You use the WH_JOURNALRECORD hook to intercept mouse, keyboard, and other hardware messages that the system receives. The system redirects these messages to this hook’s filter function. The filter function can then either monitor the message or copy it to memory for later use; it cannot modify the message in any way. After the filter function is finished processing the message, it passes the message on to the message loop of the thread for which it was originally destined.

When you use this hook to copy messages to memory, you can play them back using the WH_JOURNALPLAYBACK hook, which we discuss in Chapter 20. Typically, you refer to these two hooks, WH_JOURNALRECORD and WH_JOURNALPLAYBACK, as journaling hooks.

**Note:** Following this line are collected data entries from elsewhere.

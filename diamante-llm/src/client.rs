use std::env;

use anyhow::Context as _;
use serde::{Deserialize, Serialize};

const DEFAULT_BASE_URL: &str = "https://api.openai.com/v1";
const DEFAULT_MODEL: &str = "gpt-3.5-turbo";

/// Chat-completion client for an OpenAI-compatible provider.
#[derive(Clone)]
pub struct LlmService {
    http: reqwest::Client,
    api_key: String,
    base_url: String,
    model: String,
}

impl std::fmt::Debug for LlmService {
    fn fmt(&self, f: &mut std::fmt::Formatter<'_>) -> std::fmt::Result {
        f.debug_struct("LlmService")
            .field("base_url", &self.base_url)
            .field("model", &self.model)
            .field("api_key", &"[REDACTED]")
            .finish()
    }
}

#[derive(Serialize)]
struct ChatCompletionRequest<'a> {
    model: &'a str,
    messages: Vec<ChatMessage<'a>>,
}

#[derive(Serialize)]
struct ChatMessage<'a> {
    role: &'a str,
    content: &'a str,
}

#[derive(Deserialize)]
struct ChatCompletionResponse {
    choices: Vec<ChatChoice>,
}

#[derive(Deserialize)]
struct ChatChoice {
    message: ChatChoiceMessage,
}

#[derive(Deserialize)]
struct ChatChoiceMessage {
    content: String,
}

impl LlmService {
    /// Build the service from the environment, returning `None` when no API
    /// key is configured so the bot can run with the AI feature disabled.
    pub fn from_env_optional() -> Option<Self> {
        let api_key = env::var("OPENAI_API_KEY")
            .ok()
            .map(|value| value.trim().to_owned())
            .filter(|value| !value.is_empty())?;

        let base_url = env::var("OPENAI_BASE_URL")
            .ok()
            .map(|value| value.trim().trim_end_matches('/').to_owned())
            .filter(|value| !value.is_empty())
            .unwrap_or_else(|| DEFAULT_BASE_URL.to_owned());
        let model = env::var("OPENAI_MODEL")
            .ok()
            .map(|value| value.trim().to_owned())
            .filter(|value| !value.is_empty())
            .unwrap_or_else(|| DEFAULT_MODEL.to_owned());

        Some(Self {
            http: reqwest::Client::new(),
            api_key,
            base_url,
            model,
        })
    }

    /// Send `question` as a single user-role message and return the first
    /// completion choice.
    pub async fn ask(&self, question: &str) -> anyhow::Result<String> {
        let request = ChatCompletionRequest {
            model: &self.model,
            messages: vec![ChatMessage {
                role: "user",
                content: question,
            }],
        };

        let response = self
            .http
            .post(format!("{}/chat/completions", self.base_url))
            .bearer_auth(&self.api_key)
            .json(&request)
            .send()
            .await
            .context("chat completion request failed")?
            .error_for_status()
            .context("chat completion returned an error status")?;

        let completion: ChatCompletionResponse = response
            .json()
            .await
            .context("failed to decode chat completion response")?;

        let choice = completion
            .choices
            .into_iter()
            .next()
            .context("chat completion returned no choices")?;

        Ok(choice.message.content.trim().to_owned())
    }
}

#[cfg(test)]
mod tests {
    use super::{ChatCompletionRequest, ChatCompletionResponse, ChatMessage};

    #[test]
    fn request_body_matches_chat_completions_shape() {
        let request = ChatCompletionRequest {
            model: "gpt-3.5-turbo",
            messages: vec![ChatMessage {
                role: "user",
                content: "qual a capital do Brasil?",
            }],
        };

        let body = serde_json::to_value(&request).unwrap();
        assert_eq!(body["model"], "gpt-3.5-turbo");
        assert_eq!(body["messages"][0]["role"], "user");
        assert_eq!(body["messages"][0]["content"], "qual a capital do Brasil?");
    }

    #[test]
    fn response_first_choice_is_extracted() {
        let raw = r#"{
            "id": "chatcmpl-123",
            "object": "chat.completion",
            "choices": [
                {
                    "index": 0,
                    "message": { "role": "assistant", "content": "Brasília." },
                    "finish_reason": "stop"
                }
            ]
        }"#;

        let parsed: ChatCompletionResponse = serde_json::from_str(raw).unwrap();
        assert_eq!(parsed.choices[0].message.content, "Brasília.");
    }
}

The function prototype for the WH_JOURNALRECORD hook’s filter function is:

Public Function JournalProc(ByVal uCode As Long, _
				ByVal wParam As Long, _
				lParam As EVENTMSG) As Long

The uCode parameter contains a special code that informs the filter function of the actions that it can take on each message. The codes passed in to the uCode argument are discussed later in this section. An EVENTMSG structure is always passed in to the lParam argument of this filter function. The wParam argument of this function is not used.

A message is passed into this hook’s filter function through the EVENTMSG structure, which is defined as follows:

Private Type EVENTMSG
        message As Long
        paramL As Long
        paramH As Long
        time As Long
        hwnd As Long
End Type

The members of the EVENTMSG